Over 1 hour 7 minutes, the images offset by a total of 32 pixels vertical, 8 pixels horizontal, but almost all the horizontal drift was on the first two images (presumably taking up the backlash). So the real drift was about 32 pixels or 1 pixel every 2 minutes.
Looking at the subs I thought I could spot a few where there was more noticeable movement between subs - then I checked and these 'jumps' were where I had dropped subs because of aeroplane trails, causing nearer to a 2-pixel jump instead of one. There didn't seem to be any of the jumps I would have expected if there was significant periodic error in the worm wheel.
What was most striking is that every single sub showed nice round stars - as would be expected if the camera had strayed less than 0.5 pixels either side of the mean position.
I won't pretend that these results are good enough for long subs, but they do show that an EQ3 mount properly balanced and aligned with a bit of care on a solid tripod is capable of long enough exposures for imaging DSOs.

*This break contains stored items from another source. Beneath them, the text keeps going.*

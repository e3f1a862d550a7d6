use std::sync::Arc;

use parking_lot::Mutex;

use crate::connection::{ConnectionHalf, ProtocolState, StateFilter, Tracking};
use crate::iface::Bridge;
use crate::packet_view::PacketView;
use crate::rule::{Action, Rule};

mod burst;
mod division;
mod duplication;
mod inject;
mod limit_ack;
mod pipeline;
mod preack;
mod random_drop;
mod renege;

pub use burst::Burst;
pub use division::{Division, MAX_DIVISION_SPAN};
pub use duplication::Duplication;
pub use inject::Inject;
pub use limit_ack::LimitAck;
pub use pipeline::ModifierPipeline;
pub use preack::{PreAck, PreAckMethod};
pub use random_drop::RandomDrop;
pub use renege::{Renege, RenegeGrowth};

/// Packet-count interval and protocol state in which a modifier acts.
#[derive(Debug, Clone, Copy, PartialEq, Eq, Default)]
pub struct Window {
    pub start: u64,
    /// Exclusive; 0 leaves the window open.
    pub stop: u64,
    pub state: StateFilter,
}

impl Window {
    pub fn is_active(&self, count: u64, state: ProtocolState) -> bool {
        count >= self.start && (self.stop == 0 || count < self.stop) && self.state.matches(state)
    }
}

/// A baseline an ack policy wants stored in the sending half.
#[derive(Debug, Clone, Copy, PartialEq, Eq)]
pub enum SavedAck {
    PreAck(u32),
    Renege(u32),
    Limit(u32),
}

impl SavedAck {
    pub fn commit(self, half: &mut ConnectionHalf) {
        match self {
            SavedAck::PreAck(v) => half.preack_save = Some(v),
            SavedAck::Renege(v) => half.renege_save = Some(v),
            SavedAck::Limit(v) => half.limit_save = v,
        }
    }
}

/// What an ack-rewriting policy wants done with the current ack.
#[derive(Debug, Clone, Copy, PartialEq, Eq)]
pub enum AckEffect {
    Keep,
    Rewrite {
        ack: u32,
        save: Option<SavedAck>,
        /// Also raise the sender's high ack to the new value.
        advance_high_ack: bool,
    },
    Drop,
}

/// Outcome of a packet's trip through the engine.
#[derive(Debug)]
pub enum Verdict {
    /// Relay the original bytes.
    Forward(PacketView),
    /// Headers changed; repack before relaying.
    Rewritten(PacketView),
    Suppress,
    /// Several packets, each repacked and sent best effort.
    FanOut(Vec<PacketView>),
}

impl Verdict {
    /// Puts `flushed` on the wire ahead of whatever this verdict sends.
    pub fn after_flush(self, mut flushed: Vec<PacketView>) -> Verdict {
        if flushed.is_empty() {
            return self;
        }
        match self {
            Verdict::Forward(v) | Verdict::Rewritten(v) => flushed.push(v),
            Verdict::Suppress => {}
            Verdict::FanOut(vs) => flushed.extend(vs),
        }
        Verdict::FanOut(flushed)
    }

    pub fn into_packets(self) -> Vec<PacketView> {
        match self {
            Verdict::Forward(v) | Verdict::Rewritten(v) => vec![v],
            Verdict::Suppress => Vec::new(),
            Verdict::FanOut(vs) => vs,
        }
    }
}

#[derive(Debug, Clone, Copy, PartialEq, Eq)]
pub enum Group {
    /// Rewrites the ack number in place.
    AckRewrite,
    /// Consumes or multiplies the packet.
    Disposition,
}

pub enum Policy {
    PreAck(PreAck),
    Renege(Renege),
    LimitAck(LimitAck),
    Division(Division),
    Duplication(Duplication),
    Burst(Burst),
    Drop(RandomDrop),
    Inject(Inject),
}

impl Policy {
    pub fn name(&self) -> &'static str {
        match self {
            Policy::PreAck(_) => "PREACK",
            Policy::Renege(_) => "RENEGE",
            Policy::LimitAck(_) => "LIMITACK",
            Policy::Division(_) => "DIV",
            Policy::Duplication(_) => "DUP",
            Policy::Burst(_) => "BURST",
            Policy::Drop(_) => "DROP",
            Policy::Inject(_) => "INJECT",
        }
    }

    pub fn group(&self) -> Group {
        match self {
            Policy::PreAck(_) | Policy::Renege(_) | Policy::LimitAck(_) => Group::AckRewrite,
            _ => Group::Disposition,
        }
    }
}

// ==========================================
// 修改器 = 生效窗口 + 策略
// ==========================================
pub struct Modifier {
    pub window: Window,
    pub policy: Policy,
}

impl Modifier {
    pub fn new(window: Window, policy: Policy) -> Self {
        Self { window, policy }
    }

    /// Turns a parsed rule into a modifier bound to one connection. An
    /// inject whose window starts at zero begins sending right away.
    pub fn build(rule: Rule, tracking: &Arc<Mutex<Tracking>>, bridge: &Arc<Bridge>) -> Self {
        let policy = match rule.action {
            Action::PreAck { amount, method } => Policy::PreAck(PreAck::new(amount, method)),
            Action::Renege { amount, growth } => Policy::Renege(Renege::new(amount, growth)),
            Action::LimitAck => Policy::LimitAck(LimitAck::new()),
            Action::Division { bytes_per_chunk } => {
                Policy::Division(Division::new(bytes_per_chunk))
            }
            Action::Duplication { copies } => Policy::Duplication(Duplication::new(copies)),
            Action::Burst { size } => Policy::Burst(Burst::new(size)),
            Action::Drop { percent } => Policy::Drop(RandomDrop::new(percent)),
            Action::Inject(job) => {
                let mut inject = Inject::new(job, Arc::clone(tracking), Arc::clone(bridge));
                if rule.window.start == 0 {
                    inject.set_active(true);
                }
                Policy::Inject(inject)
            }
        };
        Modifier::new(rule.window, policy)
    }

    /// Evaluates the window for this packet and runs the deactivation
    /// hooks. Burst packets released by a closing window land in `flushed`.
    pub fn poll(
        &mut self,
        count: u64,
        state: ProtocolState,
        flushed: &mut Vec<PacketView>,
    ) -> bool {
        let active = self.window.is_active(count, state);
        match &mut self.policy {
            Policy::LimitAck(l) if !active => l.release(),
            Policy::Burst(b) if !active => flushed.extend(b.flush()),
            Policy::Inject(i) => i.set_active(active),
            _ => {}
        }
        active
    }

    /// Tears the modifier down. Injector threads are stopped and joined, so
    /// this must not run under the connection locks.
    pub fn retire(self, flushed: &mut Vec<PacketView>) {
        match self.policy {
            Policy::Burst(mut b) => flushed.extend(b.flush()),
            Policy::Inject(i) => i.shutdown(),
            _ => {}
        }
    }
}
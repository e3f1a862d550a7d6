use log::trace;
use rand::rngs::StdRng;
use rand::{Rng, SeedableRng};

use crate::modifier::Verdict;
use crate::packet_view::PacketView;

/// Drops acks at random; a draw from `0..100` at or below `percent` loses
/// the packet.
#[derive(Debug)]
pub struct RandomDrop {
    percent: u32,
    rng: StdRng,
}

impl RandomDrop {
    pub fn new(percent: u32) -> Self {
        Self {
            percent,
            rng: StdRng::from_entropy(),
        }
    }

    #[cfg(test)]
    fn seeded(percent: u32, seed: u64) -> Self {
        Self {
            percent,
            rng: StdRng::seed_from_u64(seed),
        }
    }

    pub fn apply(&mut self, view: PacketView) -> Verdict {
        let draw: u32 = self.rng.gen_range(0..100);
        if draw <= self.percent {
            trace!("drop: draw {} <= {}, ack {} lost", draw, self.percent, view.ack());
            Verdict::Suppress
        } else {
            Verdict::Forward(view)
        }
    }
}
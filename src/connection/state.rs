use std::collections::HashMap;
use std::fmt;
use std::str::FromStr;

use lazy_static::lazy_static;

use crate::error::RuleError;

/// Congestion-control phase a connection is believed to be in.
#[derive(Debug, Clone, Copy, PartialEq, Eq, Hash, Default)]
pub enum ProtocolState {
    #[default]
    Unknown = 0,
    Init = 1,
    SlowStart = 2,
    CongAvoid = 3,
    FastRecov = 4,
    Rto = 5,
    End = 6,
}

const ANY_STATE_CODE: u8 = 7;

impl ProtocolState {
    pub fn from_code(code: u8) -> Option<Self> {
        let state = match code {
            0 => ProtocolState::Unknown,
            1 => ProtocolState::Init,
            2 => ProtocolState::SlowStart,
            3 => ProtocolState::CongAvoid,
            4 => ProtocolState::FastRecov,
            5 => ProtocolState::Rto,
            6 => ProtocolState::End,
            _ => return None,
        };
        Some(state)
    }

    pub fn name(self) -> &'static str {
        match self {
            ProtocolState::Unknown => "UNKNOWN",
            ProtocolState::Init => "INIT",
            ProtocolState::SlowStart => "SLOW_START",
            ProtocolState::CongAvoid => "CONG_AVOID",
            ProtocolState::FastRecov => "FAST_RECOV",
            ProtocolState::Rto => "RTO",
            ProtocolState::End => "END",
        }
    }
}

impl fmt::Display for ProtocolState {
    fn fmt(&self, f: &mut fmt::Formatter<'_>) -> fmt::Result {
        f.write_str(self.name())
    }
}

/// State condition of a rule window.
#[derive(Debug, Clone, Copy, PartialEq, Eq, Default)]
pub enum StateFilter {
    #[default]
    Any,
    Exactly(ProtocolState),
}

impl StateFilter {
    pub fn matches(self, state: ProtocolState) -> bool {
        match self {
            StateFilter::Any => true,
            StateFilter::Exactly(want) => want == state,
        }
    }
}

lazy_static! {
    // 规则语言里的状态别名
    static ref STATE_ALIASES: HashMap<&'static str, StateFilter> = {
        let mut m = HashMap::new();
        m.insert("*", StateFilter::Any);
        m.insert("STATE_ANY", StateFilter::Any);
        for code in 0..ANY_STATE_CODE {
            if let Some(state) = ProtocolState::from_code(code) {
                m.insert(alias_of(state), StateFilter::Exactly(state));
            }
        }
        m
    };
}

fn alias_of(state: ProtocolState) -> &'static str {
    match state {
        ProtocolState::Unknown => "STATE_UNKNOWN",
        ProtocolState::Init => "STATE_INIT",
        ProtocolState::SlowStart => "STATE_SLOW_START",
        ProtocolState::CongAvoid => "STATE_CONG_AVOID",
        ProtocolState::FastRecov => "STATE_FAST_RECOV",
        ProtocolState::Rto => "STATE_RTO",
        ProtocolState::End => "STATE_END",
    }
}

impl FromStr for StateFilter {
    type Err = RuleError;

    /// Accepts `*`, the `STATE_*` aliases (case-insensitive) and the numeric
    /// codes 0-7, where 7 means any state.
    fn from_str(s: &str) -> Result<Self, Self::Err> {
        let s = s.trim();
        if let Ok(code) = s.parse::<u8>() {
            if code == ANY_STATE_CODE {
                return Ok(StateFilter::Any);
            }
            return ProtocolState::from_code(code)
                .map(StateFilter::Exactly)
                .ok_or_else(|| RuleError::BadState(s.to_string()));
        }
        STATE_ALIASES
            .get(s.to_ascii_uppercase().as_str())
            .copied()
            .ok_or_else(|| RuleError::BadState(s.to_string()))
    }
}
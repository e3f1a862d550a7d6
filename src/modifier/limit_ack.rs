use crate::connection::ConnectionHalf;
use crate::modifier::{AckEffect, SavedAck};
use crate::packet_view::Direction;

fn slot(dir: Direction) -> usize {
    match dir {
        Direction::Forward => 0,
        Direction::Backward => 1,
    }
}

/// Pins every ack to the high ack its sender had when the window opened.
/// Each direction freezes on its own first pure ACK.
#[derive(Debug, Clone, Default)]
pub struct LimitAck {
    engaged: [bool; 2],
}

impl LimitAck {
    pub fn new() -> Self {
        Self::default()
    }

    pub fn is_engaged(&self, dir: Direction) -> bool {
        self.engaged[slot(dir)]
    }

    pub fn effect(&mut self, dir: Direction, src: &ConnectionHalf) -> AckEffect {
        let engaged = &mut self.engaged[slot(dir)];
        if !*engaged {
            *engaged = true;
            return AckEffect::Rewrite {
                ack: src.high_ack,
                save: Some(SavedAck::Limit(src.high_ack)),
                advance_high_ack: false,
            };
        }
        AckEffect::Rewrite {
            ack: src.limit_save,
            save: None,
            advance_high_ack: false,
        }
    }

    /// Called when the window closes; the next activation freezes anew.
    pub fn release(&mut self) {
        self.engaged = [false; 2];
    }
}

It also suggests to me that it will be worth me upgrading to autoguiding before upgrading my mount - which is against conventional wisdom. It also lends support to my suspicion that the weakness in the normal EQ3 setup is the aluminium tripod not the mount.
Something I want to try is taking long, unguided, wide field exposures. With a 28mm lens the tracking errors should be under a pixel even at 10 minutes exposure. This should be also be a way to see if there is significant periodic error.